But they are also changing. Because the dickhead of "Being A Dickhead's Cool" – the dickhead of 2010 – has warped into something familiar but not the same. They don't really do that thing with the empty glasses frames any more, so that's wrong, however: fixie bikes are still a thing. It's just hard to know, isn't it? What is dickhead and what's just normal? What is a leftover from the Neanderthal dickhead of 2010, and what is the state of the evolved dickhead today?

What better way to celebrate a cultural epoch marker like "Being A Dickhead's Cool" like going through it, line by line, and saying how it's wrong when held up to the cold, hard light of today? Nothing is better. So let's do exactly that.

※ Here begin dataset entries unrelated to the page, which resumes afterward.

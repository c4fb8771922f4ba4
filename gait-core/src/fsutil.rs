// gait-core/src/fsutil.rs
// ============================================================================
// Module: Filesystem Utilities
// Description: Atomic writes, locked appends, and path-traversal guards.
// Purpose: Give every other crate one place to write files the way `spec.md`
// §5 requires: atomic rename for whole-file writes, a sidecar lock for
// append-only journals, and capability-rooted access for anything under a
// configured root.
// Dependencies: cap-std, cap-primitives, std
// ============================================================================

//! ## Overview
//! Two write patterns recur across Gait: a record written once and never
//! mutated (manifests, traces, approval audits) and a journal appended to
//! under contention (`jobs/<job_id>/events.jsonl`). [`write_file_atomic`]
//! covers the first by writing to a sibling temp file and renaming;
//! [`append_line_locked`] covers the second with an `O_CREAT|O_EXCL` sidecar
//! lock file and a stale-lock reclaim window. [`RootedDir`] wraps a
//! `cap_std::fs::Dir` so callers opening paths supplied by a tool call or API
//! request cannot escape the configured root even via `..` or a symlink.

// ============================================================================
// SECTION: Imports
// ============================================================================

use std::io::ErrorKind;
use std::io::Write as _;
use std::path::Component;
use std::path::Path;
use std::path::PathBuf;
use std::thread;
use std::time::Duration;

use cap_primitives::fs::FollowSymlinks;
use cap_std::ambient_authority;
use cap_std::fs::Dir;
use cap_std::fs::OpenOptions;
use thiserror::Error;

// ============================================================================
// SECTION: Errors
// ============================================================================

/// Errors raised by the filesystem utilities in this module.
#[derive(Debug, Error)]
pub enum FsError {
    /// An underlying IO operation failed.
    #[error("io error: {0}")]
    Io(String),

    /// A relative path escaped its configured root via `..` or an absolute component.
    #[error("path escapes configured root: {0}")]
    PathEscapesRoot(String),

    /// A lock could not be acquired within the retry budget.
    #[error("failed to acquire lock at {path} after {attempts} attempts")]
    LockContended {
        /// Path to the lock sidecar file.
        path: String,
        /// Number of acquisition attempts made.
        attempts: u32,
    },
}

impl From<std::io::Error> for FsError {
    fn from(err: std::io::Error) -> Self {
        Self::Io(err.to_string())
    }
}

// ============================================================================
// SECTION: Atomic Write
// ============================================================================

/// Writes `contents` to `path` atomically: writes to a sibling `.tmp-*` file
/// then renames over the destination, so readers never observe a partial
/// write.
///
/// # Errors
///
/// Returns [`FsError::Io`] if the temp file cannot be created, written, or
/// renamed into place.
pub fn write_file_atomic(path: &Path, contents: &[u8]) -> Result<(), FsError> {
    let parent = path.parent().unwrap_or_else(|| Path::new("."));
    std::fs::create_dir_all(parent)?;
    let file_name = path
        .file_name()
        .map(|name| name.to_string_lossy().into_owned())
        .unwrap_or_else(|| "file".to_string());
    let temp_path = parent.join(format!(".tmp-{file_name}-{}", std::process::id()));
    {
        let mut temp_file = std::fs::File::create(&temp_path)?;
        temp_file.write_all(contents)?;
        temp_file.sync_all()?;
    }
    std::fs::rename(&temp_path, path)?;
    Ok(())
}

// ============================================================================
// SECTION: Locked Append
// ============================================================================

/// Default number of attempts before giving up on lock acquisition.
const DEFAULT_LOCK_ATTEMPTS: u32 = 50;

/// Delay between lock acquisition attempts.
const LOCK_RETRY_DELAY: Duration = Duration::from_millis(20);

/// A stale lock file older than this is reclaimed by the next writer.
const STALE_LOCK_AGE: Duration = Duration::from_secs(30);

/// Appends `line` (without a trailing newline) to `path`, creating it if
/// needed, guarded by an `O_CREAT|O_EXCL` sidecar lock file at
/// `<path>.lock`. A lock older than [`STALE_LOCK_AGE`] is reclaimed.
///
/// # Errors
///
/// Returns [`FsError::LockContended`] if the lock cannot be acquired within
/// [`DEFAULT_LOCK_ATTEMPTS`] retries, or [`FsError::Io`] for any other
/// filesystem failure.
pub fn append_line_locked(path: &Path, line: &str) -> Result<(), FsError> {
    let parent = path.parent().unwrap_or_else(|| Path::new("."));
    std::fs::create_dir_all(parent)?;
    let lock_path = lock_path_for(path);
    let _guard = acquire_lock(&lock_path)?;
    let mut file = std::fs::OpenOptions::new().create(true).append(true).open(path)?;
    writeln!(file, "{line}")?;
    file.sync_all()?;
    Ok(())
}

/// Returns the sidecar lock path for a given target file path.
fn lock_path_for(path: &Path) -> PathBuf {
    let mut lock = path.as_os_str().to_owned();
    lock.push(".lock");
    PathBuf::from(lock)
}

/// RAII guard that removes the lock file on drop.
struct LockGuard {
    path: PathBuf,
}

impl Drop for LockGuard {
    fn drop(&mut self) {
        let _ = std::fs::remove_file(&self.path);
    }
}

/// Acquires an exclusive-create lock file, retrying on contention and
/// reclaiming a stale lock if its age exceeds [`STALE_LOCK_AGE`].
fn acquire_lock(lock_path: &Path) -> Result<LockGuard, FsError> {
    for _attempt in 0..DEFAULT_LOCK_ATTEMPTS {
        match std::fs::OpenOptions::new().create_new(true).write(true).open(lock_path) {
            Ok(_) => return Ok(LockGuard { path: lock_path.to_path_buf() }),
            Err(err) if err.kind() == ErrorKind::AlreadyExists => {
                reclaim_if_stale(lock_path);
                thread::sleep(LOCK_RETRY_DELAY);
            }
            Err(err) => return Err(FsError::Io(err.to_string())),
        }
    }
    Err(FsError::LockContended {
        path: lock_path.to_string_lossy().into_owned(),
        attempts: DEFAULT_LOCK_ATTEMPTS,
    })
}

/// Removes `lock_path` if its modification time is older than [`STALE_LOCK_AGE`].
fn reclaim_if_stale(lock_path: &Path) {
    let Ok(metadata) = std::fs::metadata(lock_path) else {
        return;
    };
    let Ok(modified) = metadata.modified() else {
        return;
    };
    if let Ok(elapsed) = modified.elapsed() {
        if elapsed >= STALE_LOCK_AGE {
            let _ = std::fs::remove_file(lock_path);
        }
    }
}

// ============================================================================
// SECTION: Rooted Directory
// ============================================================================

/// A directory opened via capability-based APIs, rejecting any relative path
/// that escapes the root through `..`, an absolute component, or a symlink.
pub struct RootedDir {
    dir: Dir,
}

impl RootedDir {
    /// Opens `root` as a capability-rooted directory.
    ///
    /// # Errors
    ///
    /// Returns [`FsError::Io`] if `root` cannot be opened.
    pub fn open(root: &Path) -> Result<Self, FsError> {
        std::fs::create_dir_all(root)?;
        let dir = Dir::open_ambient_dir(root, ambient_authority())?;
        Ok(Self { dir })
    }

    /// Validates that `relative` stays within the root: no `..`, no
    /// absolute component, not empty.
    ///
    /// # Errors
    ///
    /// Returns [`FsError::PathEscapesRoot`] if `relative` contains a
    /// traversal component.
    pub fn validate_relative(relative: &Path) -> Result<(), FsError> {
        if relative.as_os_str().is_empty() {
            return Err(FsError::PathEscapesRoot("empty path".to_string()));
        }
        for component in relative.components() {
            match component {
                Component::Normal(_) => {}
                other => {
                    return Err(FsError::PathEscapesRoot(format!("{other:?}")));
                }
            }
        }
        Ok(())
    }

    /// Reads the full contents of `relative`, refusing to follow symlinks
    /// and refusing any path that escapes the root.
    ///
    /// # Errors
    ///
    /// Returns [`FsError::PathEscapesRoot`] or [`FsError::Io`].
    pub fn read(&self, relative: &Path) -> Result<Vec<u8>, FsError> {
        Self::validate_relative(relative)?;
        let mut options = OpenOptions::new();
        options.read(true);
        options._cap_fs_ext_follow(FollowSymlinks::No);
        let mut file = self.dir.open_with(relative, &options)?;
        let mut bytes = Vec::new();
        std::io::Read::read_to_end(&mut file, &mut bytes)?;
        Ok(bytes)
    }

    /// Writes `contents` to `relative` within the root, creating parent
    /// directories as needed, refusing any path that escapes the root.
    ///
    /// # Errors
    ///
    /// Returns [`FsError::PathEscapesRoot`] or [`FsError::Io`].
    pub fn write(&self, relative: &Path, contents: &[u8]) -> Result<(), FsError> {
        Self::validate_relative(relative)?;
        if let Some(parent) = relative.parent() {
            if !parent.as_os_str().is_empty() {
                self.dir.create_dir_all(parent)?;
            }
        }
        let mut options = OpenOptions::new();
        options.write(true).create(true).truncate(true);
        let mut file = self.dir.open_with(relative, &options)?;
        file.write_all(contents)?;
        file.sync_all()?;
        Ok(())
    }
}

#[cfg(test)]
mod tests {
    use super::RootedDir;
    use super::append_line_locked;
    use super::write_file_atomic;
    use std::path::Path;
    use std::path::PathBuf;

    #[test]
    fn atomic_write_produces_full_contents() {
        let dir = tempfile::tempdir().expect("tempdir");
        let path = dir.path().join("record.json");
        write_file_atomic(&path, b"{\"a\":1}").expect("write");
        let read = std::fs::read(&path).expect("read");
        assert_eq!(read, b"{\"a\":1}");
    }

    #[test]
    fn locked_append_preserves_line_order_under_sequential_calls() {
        let dir = tempfile::tempdir().expect("tempdir");
        let path = dir.path().join("events.jsonl");
        append_line_locked(&path, "{\"n\":1}").expect("append 1");
        append_line_locked(&path, "{\"n\":2}").expect("append 2");
        let contents = std::fs::read_to_string(&path).expect("read");
        assert_eq!(contents, "{\"n\":1}\n{\"n\":2}\n");
    }

    #[test]
    fn locked_append_removes_lock_sidecar_after_success() {
        let dir = tempfile::tempdir().expect("tempdir");
        let path = dir.path().join("events.jsonl");
        append_line_locked(&path, "{}").expect("append");
        let lock_path: PathBuf = {
            let mut os = path.as_os_str().to_owned();
            os.push(".lock");
            PathBuf::from(os)
        };
        assert!(!lock_path.exists());
    }

    #[test]
    fn rooted_dir_rejects_parent_traversal() {
        let dir = tempfile::tempdir().expect("tempdir");
        let rooted = RootedDir::open(dir.path()).expect("open");
        let escaping = Path::new("../escape.txt");
        assert!(rooted.write(escaping, b"x").is_err());
    }

    #[test]
    fn rooted_dir_roundtrips_within_root() {
        let dir = tempfile::tempdir().expect("tempdir");
        let rooted = RootedDir::open(dir.path()).expect("open");
        let relative = Path::new("nested/file.txt");
        rooted.write(relative, b"hello").expect("write");
        let read = rooted.read(relative).expect("read");
        assert_eq!(read, b"hello");
    }
}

"Got on the train from Cambridgeshire /
Moved down to an East London flat"

Actually quite hard to do the leap from Cambridgeshire to London these days, with a technical unemployment fall under the Tory government being masked by the fact that most people on that first slippery rung of low level, low pay employment are locked in the prison of zero-hours contracts. Also, most of the affordable rentals are in south London now, which is a fucking trek. So, like, not to put words into mouths of The Grand Spectacular, who made this vid, but "Got on the train from Cambridgeshire / eight-hour shift at a big Sports Direct and then home again / or maybe I can crash on a sofa in Brockley / idk it's 50-50 at the moment I need my mate to text me back" would now be more apt.

But listen: I'm no musician. Maybe that doesn't "fit".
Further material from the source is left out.